Dataset entries >>
====================

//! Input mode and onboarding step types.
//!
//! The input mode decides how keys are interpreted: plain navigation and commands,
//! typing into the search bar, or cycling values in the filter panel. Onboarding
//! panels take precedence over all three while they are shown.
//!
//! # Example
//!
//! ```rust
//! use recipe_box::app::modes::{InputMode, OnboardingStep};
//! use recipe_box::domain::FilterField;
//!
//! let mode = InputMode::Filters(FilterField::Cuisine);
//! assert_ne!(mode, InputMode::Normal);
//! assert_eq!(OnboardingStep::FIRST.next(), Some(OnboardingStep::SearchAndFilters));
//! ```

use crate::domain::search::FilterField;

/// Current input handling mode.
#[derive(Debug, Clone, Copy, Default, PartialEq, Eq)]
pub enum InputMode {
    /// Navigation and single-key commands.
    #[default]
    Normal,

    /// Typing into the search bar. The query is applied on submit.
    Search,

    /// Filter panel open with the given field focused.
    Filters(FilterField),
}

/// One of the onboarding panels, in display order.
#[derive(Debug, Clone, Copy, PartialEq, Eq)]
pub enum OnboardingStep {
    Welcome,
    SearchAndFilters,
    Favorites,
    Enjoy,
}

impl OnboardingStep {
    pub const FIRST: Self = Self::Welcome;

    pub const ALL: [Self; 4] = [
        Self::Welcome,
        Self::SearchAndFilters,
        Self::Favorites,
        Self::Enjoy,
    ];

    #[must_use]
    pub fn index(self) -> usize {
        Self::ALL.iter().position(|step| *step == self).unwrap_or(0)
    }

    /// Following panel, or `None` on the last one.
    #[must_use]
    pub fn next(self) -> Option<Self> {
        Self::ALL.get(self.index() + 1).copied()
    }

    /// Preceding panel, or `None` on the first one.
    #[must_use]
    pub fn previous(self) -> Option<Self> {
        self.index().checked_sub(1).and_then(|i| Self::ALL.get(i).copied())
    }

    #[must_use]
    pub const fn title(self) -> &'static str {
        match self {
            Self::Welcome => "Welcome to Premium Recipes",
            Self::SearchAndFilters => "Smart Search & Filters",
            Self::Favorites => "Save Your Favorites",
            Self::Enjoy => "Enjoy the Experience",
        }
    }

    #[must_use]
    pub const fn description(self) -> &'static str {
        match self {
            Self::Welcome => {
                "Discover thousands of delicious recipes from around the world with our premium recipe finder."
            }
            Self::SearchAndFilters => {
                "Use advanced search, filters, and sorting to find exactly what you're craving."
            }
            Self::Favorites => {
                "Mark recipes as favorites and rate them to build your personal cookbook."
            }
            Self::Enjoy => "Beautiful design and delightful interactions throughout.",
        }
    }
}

====================

TO DO >> Retype every entry exactly as it stands.

WRITTEN RESPONSE >>
//! Input mode and onboarding step types.
//!
//! The input mode decides how keys are interpreted: plain navigation and commands,
//! typing into the search bar, or cycling values in the filter panel. Onboarding
//! panels take precedence over all three while they are shown.
//!
//! # Example
//!
//! ```rust
//! use recipe_box::app::modes::{InputMode, OnboardingStep};
//! use recipe_box::domain::FilterField;
//!
//! let mode = InputMode::Filters(FilterField::Cuisine);
//! assert_ne!(mode, InputMode::Normal);
//! assert_eq!(OnboardingStep::FIRST.next(), Some(OnboardingStep::SearchAndFilters));
//! ```

use crate::domain::search::FilterField;

/// Current input handling mode.
#[derive(Debug, Clone, Copy, Default, PartialEq, Eq)]
pub enum InputMode {
    /// Navigation and single-key commands.
    #[default]
    Normal,

    /// Typing into the search bar. The query is applied on submit.
    Search,

    /// Filter panel open with the given field focused.
    Filters(FilterField),
}

/// One of the onboarding panels, in display order.
#[derive(Debug, Clone, Copy, PartialEq, Eq)]
pub enum OnboardingStep {
    Welcome,
    SearchAndFilters,
    Favorites,
    Enjoy,
}

impl OnboardingStep {
    pub const FIRST: Self = Self::Welcome;

    pub const ALL: [Self; 4] = [
        Self::Welcome,
        Self::SearchAndFilters,
        Self::Favorites,
        Self::Enjoy,
    ];

    #[must_use]
    pub fn index(self) -> usize {
        Self::ALL.iter().position(|step| *step == self).unwrap_or(0)
    }

    /// Following panel, or `None` on the last one.
    #[must_use]
    pub fn next(self) -> Option<Self> {
        Self::ALL.get(self.index() + 1).copied()
    }

    /// Preceding panel, or `None` on the first one.
    #[must_use]
    pub fn previous(self) -> Option<Self> {
        self.index().checked_sub(1).and_then(|i| Self::ALL.get(i).copied())
    }

    #[must_use]
    pub const fn title(self) -> &'static str {
        match self {
            Self::Welcome => "Welcome to Premium Recipes",
            Self::SearchAndFilters => "Smart Search & Filters",
            Self::Favorites => "Save Your Favorites",
            Self::Enjoy => "Enjoy the Experience",
        }
    }

    #[must_use]
    pub const fn description(self) -> &'static str {
        match self {
            Self::Welcome => {
                "Discover thousands of delicious recipes from around the world with our premium recipe finder."
            }
            Self::SearchAndFilters => {
                "Use advanced search, filters, and sorting to find exactly what you're craving."
            }
            Self::Favorites => {
                "Mark recipes as favorites and rate them to build your personal cookbook."
            }
            Self::Enjoy => "Beautiful design and delightful interactions throughout.",
        }
    }
}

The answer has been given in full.